Stefan.Iarca · May 4, 2019, 6:28pm

Hello and great to meet you everybody,

I have been trying to write a custom implementation for DenseNet by adding a few layers after the final Dense Block. As suggested by Andrej Karpathy, I am trying to test the changes by overfitting the network on a small number of training examples (32 images).

Whilst doing this I came across a strange behaviour: if I include 2 nn.BatchNorm1d layers in the top of my network it becomes much harder to overfit on the 32 pictures.

The code for the network:

class BatchNormTest(nn.Module):
 def __init__(self, top_dense_features=512, top_drop_rate=0, num_classes=1000):
 super().__init__()

 # Top
 joined_num_features = 2352
 self.top = nn.Sequential(OrderedDict([
 ('top_dense0', nn.Linear(joined_num_features, top_dense_features)),
 ('top_norm0', nn.BatchNorm1d(top_dense_features)),
 ('top_relu0', nn.ReLU(inplace=True)),
 ('top_dropout0', nn.Dropout(p=top_drop_rate, inplace=True)),
 ('top_dense1', nn.Linear(top_dense_features, top_dense_features)),
 ('top_norm1', nn.BatchNorm1d(top_dense_features)),
 ('top_relu1', nn.ReLU(inplace=True)),
 ('top_dropout1', nn.Dropout(p=top_drop_rate, inplace=True)),
 ('top_output', nn.Linear(top_dense_features, num_classes)),
 ]))

 def forward(self, x):
  x = x.view(x.shape[0], -1)
  x_out = self.top(x)

  return x_out

Training code:

model = BatchNormTest(data.c)
learn = Learner(data, model, wd=0)
learn.fit(50, lr=1e-2)

My results:

without nn.BatchNorm1d for 50 epochs: train loss 0.683759
with nn.BatchNorm1d for 50 epochs: train loss 3.11638

Is this behavior expected from nn.BatchNorm1d?

KarlH · May 4, 2019, 7:39pm

Try it again with weight decay.
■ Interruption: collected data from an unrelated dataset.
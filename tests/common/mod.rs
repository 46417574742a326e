// Test helpers are intentionally partially used
#![allow(dead_code)]

use passkey_ceremony::ceremony::{
    AuthenticationOptions, CeremonyService, RegistrationOptions, ServiceDeps,
};
use passkey_ceremony::domain::{
    AuthenticationResponse, ClientData, MetricsPtr, RegistrationResponse, RepositoryPtr,
    Transport,
};
use passkey_ceremony::{
    codec, create_noop_metrics, create_router, digest_signature, AppConfig, BackendConfig,
    CeremonyConfig, DigestAttestation, DigestVerifier, MemoryRepository, MemorySessionStore,
    RelyingPartyConfig, ServerConfig, SessionConfig,
};
use reqwest::Client;
use std::sync::Arc;
use std::time::Duration;
use tokio::net::TcpListener;
use tokio::time::sleep;

pub const RP_ID: &str = "localhost";
pub const ORIGIN: &str = "http://localhost:8080";

// ============================================================================
// Service harness
// ============================================================================

pub fn relying_party() -> RelyingPartyConfig {
    RelyingPartyConfig::new(RP_ID, "Test App", ORIGIN).expect("valid relying party")
}

pub fn test_config(ceremony: CeremonyConfig) -> AppConfig {
    // ---
    AppConfig {
        relying_party: relying_party(),
        ceremony,
        session: SessionConfig::default(),
        backend: BackendConfig::Memory,
        server: ServerConfig {
            bind_addr: "127.0.0.1:0".to_string(),
            metrics_type: "noop".to_string(),
            verifier: Some("digest".to_string()),
        },
    }
}

/// Service on in-memory backends, with the backends kept for inspection.
pub struct Harness {
    pub service: Arc<CeremonyService>,
    pub repository: Arc<MemoryRepository>,
    pub sessions: Arc<MemorySessionStore>,
}

impl Harness {
    // ---
    pub fn new() -> Self {
        Self::with(CeremonyConfig::default(), SessionConfig::default())
    }

    pub fn with(ceremony: CeremonyConfig, session: SessionConfig) -> Self {
        Self::with_metrics(ceremony, session, create_noop_metrics().unwrap())
    }

    pub fn with_metrics(ceremony: CeremonyConfig, session: SessionConfig, metrics: MetricsPtr) -> Self {
        Self::build(ceremony, session, metrics, |repository| repository as RepositoryPtr)
    }

    /// Service whose repository is `wrap` applied to the inspected memory one.
    pub fn wrapping(wrap: impl FnOnce(Arc<MemoryRepository>) -> RepositoryPtr) -> Self {
        Self::build(
            CeremonyConfig::default(),
            SessionConfig::default(),
            create_noop_metrics().unwrap(),
            wrap,
        )
    }

    fn build(
        ceremony: CeremonyConfig,
        session: SessionConfig,
        metrics: MetricsPtr,
        wrap: impl FnOnce(Arc<MemoryRepository>) -> RepositoryPtr,
    ) -> Self {
        // ---
        let repository = Arc::new(MemoryRepository::new());
        let sessions = Arc::new(MemorySessionStore::new());

        let deps = ServiceDeps {
            repository: wrap(repository.clone()),
            sessions: sessions.clone(),
            verifier: Arc::new(DigestVerifier),
            metrics,
        };
        let service = CeremonyService::new(deps, relying_party(), ceremony, session);

        Self {
            service: Arc::new(service),
            repository,
            sessions,
        }
    }
}

pub fn challenge_of_registration(options: &RegistrationOptions) -> Vec<u8> {
    codec::decode(&options.challenge).expect("challenge is base64url")
}

pub fn challenge_of_authentication(options: &AuthenticationOptions) -> Vec<u8> {
    codec::decode(&options.challenge).expect("challenge is base64url")
}

// ============================================================================
// Simulated authenticator
// ============================================================================

/// Authenticator producing responses the digest verifier accepts.
#[derive(Debug, Clone)]
pub struct SimulatedAuthenticator {
    pub credential_id: Vec<u8>,
    pub secret: Vec<u8>,
    pub counter: u32,
    /// Counterless authenticators always assert 0.
    pub counting: bool,
    pub origin: String,
    pub rp_id: String,
}

impl SimulatedAuthenticator {
    // ---
    pub fn new(credential_id: &str) -> Self {
        Self {
            credential_id: credential_id.as_bytes().to_vec(),
            secret: format!("secret-{credential_id}").into_bytes(),
            counter: 0,
            counting: true,
            origin: ORIGIN.to_string(),
            rp_id: RP_ID.to_string(),
        }
    }

    pub fn counterless(credential_id: &str) -> Self {
        Self {
            counting: false,
            ..Self::new(credential_id)
        }
    }

    fn client_data(&self, challenge: &[u8]) -> ClientData {
        ClientData {
            challenge: challenge.to_vec(),
            origin: self.origin.clone(),
            rp_id: self.rp_id.clone(),
        }
    }

    /// Attest this credential over `challenge`.
    pub fn register(&self, challenge: &[u8]) -> RegistrationResponse {
        // ---
        let attestation = DigestAttestation {
            credential_id: codec::encode(&self.credential_id),
            public_key: codec::encode(&self.secret),
            challenge: codec::encode(challenge),
            origin: self.origin.clone(),
            rp_id: self.rp_id.clone(),
        };

        RegistrationResponse {
            client_data: self.client_data(challenge),
            attestation_object: serde_json::to_vec(&attestation).unwrap(),
            transports: vec![Transport::Internal],
        }
    }

    /// Sign `challenge`, advancing the counter first when counting.
    pub fn assert(&mut self, challenge: &[u8]) -> AuthenticationResponse {
        // ---
        if self.counting {
            self.counter += 1;
        }
        self.assert_with_counter(challenge, self.counter)
    }

    /// Sign `challenge` asserting an explicit counter.
    pub fn assert_with_counter(&self, challenge: &[u8], counter: u32) -> AuthenticationResponse {
        // ---
        let authenticator_data = counter.to_be_bytes().to_vec();
        let client_data = self.client_data(challenge);
        AuthenticationResponse {
            credential_id: self.credential_id.clone(),
            signature: digest_signature(&self.secret, &authenticator_data, &client_data),
            client_data,
            authenticator_data,
            user_handle: None,
        }
    }
}

// ============================================================================
// HTTP test server
// ============================================================================

pub struct TestServer {
    pub addr: std::net::SocketAddr,
    pub client: Client,
}

impl TestServer {
    // ---
    pub async fn new(service: Arc<CeremonyService>) -> Self {
        // ---
        let app = create_router(service);
        let listener = TcpListener::bind("127.0.0.1:0").await.unwrap();
        let addr = listener.local_addr().unwrap();

        // Spawn the server in the background
        tokio::spawn(async move {
            axum::serve(listener, app).await.unwrap();
        });

        // Give the server a moment to start
        sleep(Duration::from_millis(100)).await;

        let client = Client::new();

        Self { addr, client }
    }

    pub fn url(&self, path: &str) -> String {
        // ---
        format!("http://{}{}", self.addr, path)
    }
}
Batchnorm has some weird effects where weights can get large and lower your effective learning rate.

Stefan.Iarca · May 5, 2019, 2:48pm

Thank you very much for your reply, Karl!
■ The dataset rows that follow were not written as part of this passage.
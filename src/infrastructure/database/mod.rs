mod memory_repository;
mod postgres_repository;

#[cfg(test)]
mod tests;

pub use memory_repository::MemoryRepository;
pub use postgres_repository::{create_postgres_repository, PostgresRepository};
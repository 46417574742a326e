use anyhow::Result;
use chrono::{DateTime, Utc};
use sqlx::postgres::PgPoolOptions;
use sqlx::PgPool;
use uuid::Uuid;

use crate::config::DatabaseConfig;
use crate::domain::{Credential, CredentialRepository, RepositoryError, Transport, User};

const SCHEMA: &[&str] = &[
    "CREATE TABLE IF NOT EXISTS users (
        id UUID PRIMARY KEY,
        username TEXT NOT NULL UNIQUE,
        created_at TIMESTAMPTZ NOT NULL
    )",
    "CREATE TABLE IF NOT EXISTS credentials (
        id BYTEA PRIMARY KEY,
        user_id UUID NOT NULL REFERENCES users(id) ON DELETE CASCADE,
        public_key BYTEA NOT NULL,
        counter BIGINT NOT NULL CHECK (counter >= 0 AND counter <= 4294967295),
        transports TEXT NOT NULL DEFAULT '[]',
        created_at TIMESTAMPTZ NOT NULL
    )",
    "CREATE INDEX IF NOT EXISTS credentials_user_id_idx ON credentials (user_id)",
];

#[derive(sqlx::FromRow)]
struct UserRow {
    id: Uuid,
    username: String,
    created_at: DateTime<Utc>,
}

impl From<UserRow> for User {
    fn from(r: UserRow) -> Self {
        User {
            id: r.id,
            username: r.username,
            created_at: r.created_at,
        }
    }
}

#[derive(sqlx::FromRow)]
struct CredentialRow {
    id: Vec<u8>,
    user_id: Uuid,
    public_key: Vec<u8>,
    counter: i64,
    transports: String,
    created_at: DateTime<Utc>,
}

impl TryFrom<CredentialRow> for Credential {
    type Error = anyhow::Error;

    fn try_from(r: CredentialRow) -> Result<Self> {
        // ---
        let counter = u32::try_from(r.counter)
            .map_err(|_| anyhow::anyhow!("stored counter {} out of range", r.counter))?;
        let transports: Vec<Transport> = serde_json::from_str(&r.transports)?;

        Ok(Credential {
            id: r.id,
            user_id: r.user_id,
            public_key: r.public_key,
            counter,
            transports,
            created_at: r.created_at,
        })
    }
}

/// Connect a pool and make sure the schema exists.
pub async fn create_postgres_repository(config: &DatabaseConfig) -> Result<PostgresRepository> {
    // ---
    let pool = PgPoolOptions::new()
        .max_connections(config.max_connections)
        .acquire_timeout(config.acquire_timeout)
        .connect(&config.database_url)
        .await?;

    let repository = PostgresRepository::new(pool);
    repository.init_schema().await?;

    tracing::info!("Postgres repository ready");
    Ok(repository)
}

pub struct PostgresRepository {
    // ---
    pool: PgPool,
}

impl PostgresRepository {
    // ---
    pub fn new(pool: PgPool) -> Self {
        // ---
        Self { pool }
    }

    /// Create tables and indexes if they are missing.
    pub async fn init_schema(&self) -> Result<()> {
        // ---
        for statement in SCHEMA {
            sqlx::query(statement).execute(&self.pool).await?;
        }
        Ok(())
    }
}

/// Map a write failure, splitting unique violations out as conflicts.
fn classify(err: sqlx::Error, what: &str) -> RepositoryError {
    // ---
    match &err {
        sqlx::Error::Database(db) if db.is_unique_violation() => {
            RepositoryError::Conflict(format!("{what} already exists"))
        }
        _ => RepositoryError::Backend(err.into()),
    }
}

#[async_trait::async_trait]
impl CredentialRepository for PostgresRepository {
    // ---
    async fn find_user_by_username(&self, username: &str) -> Result<Option<User>> {
        // ---
        let row = sqlx::query_as::<_, UserRow>(
            "SELECT id, username, created_at FROM users WHERE username = $1",
        )
        .bind(username)
        .fetch_optional(&self.pool)
        .await?;

        Ok(row.map(User::from))
    }

    async fn find_credentials_by_owner(&self, user_id: Uuid) -> Result<Vec<Credential>> {
        // ---
        let rows = sqlx::query_as::<_, CredentialRow>(
            "SELECT id, user_id, public_key, counter, transports, created_at
             FROM credentials WHERE user_id = $1 ORDER BY created_at",
        )
        .bind(user_id)
        .fetch_all(&self.pool)
        .await?;

        rows.into_iter().map(Credential::try_from).collect()
    }

    async fn find_credential_by_id(&self, credential_id: &[u8]) -> Result<Option<Credential>> {
        // ---
        let row = sqlx::query_as::<_, CredentialRow>(
            "SELECT id, user_id, public_key, counter, transports, created_at
             FROM credentials WHERE id = $1",
        )
        .bind(credential_id)
        .fetch_optional(&self.pool)
        .await?;

        row.map(Credential::try_from).transpose()
    }

    async fn create_user_and_credential(
        &self,
        user: &User,
        credential: &Credential,
    ) -> Result<(), RepositoryError> {
        // ---
        let transports = serde_json::to_string(&credential.transports)
            .map_err(|e| RepositoryError::Backend(e.into()))?;

        // Dropping the transaction without commit rolls both inserts back.
        let mut tx = self
            .pool
            .begin()
            .await
            .map_err(|e| RepositoryError::Backend(e.into()))?;

        sqlx::query("INSERT INTO users (id, username, created_at) VALUES ($1, $2, $3)")
            .bind(user.id)
            .bind(&user.username)
            .bind(user.created_at)
            .execute(&mut *tx)
            .await
            .map_err(|e| classify(e, "username"))?;

        sqlx::query(
            "INSERT INTO credentials (id, user_id, public_key, counter, transports, created_at)
             VALUES ($1, $2, $3, $4, $5, $6)",
        )
        .bind(&credential.id)
        .bind(credential.user_id)
        .bind(&credential.public_key)
        .bind(i64::from(credential.counter))
        .bind(transports)
        .bind(credential.created_at)
        .execute(&mut *tx)
        .await
        .map_err(|e| classify(e, "credential id"))?;

        tx.commit()
            .await
            .map_err(|e| classify(e, "user or credential"))?;

        Ok(())
    }

    async fn update_counter(
        &self,
        credential_id: &[u8],
        expected: u32,
        new_counter: u32,
    ) -> Result<(), RepositoryError> {
        // ---
        let result = sqlx::query("UPDATE credentials SET counter = $1 WHERE id = $2 AND counter = $3")
            .bind(i64::from(new_counter))
            .bind(credential_id)
            .bind(i64::from(expected))
            .execute(&self.pool)
            .await
            .map_err(|e| RepositoryError::Backend(e.into()))?;

        if result.rows_affected() == 0 {
            return Err(RepositoryError::StaleCounter);
        }

        Ok(())
    }
}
I’ve tried running some experiments with different weight decay values, but the behaviour was the same - BatchNorm performed worse.

However, one thing I have discovered is that when I increase the batch size to 16 (it was 2 in the initial experiments), adding the BatchNorm layers leads to faster convergence. Could the fact that my batch size of 2 was too small be the cause for the issue I encountered?

KarlH · May 5, 2019, 7:08pm

Yeah that’s definitely it. Batchnorm keeps a running track of batch statistics. If you use small batch sizes, you get very noisy estimates which leads to problems.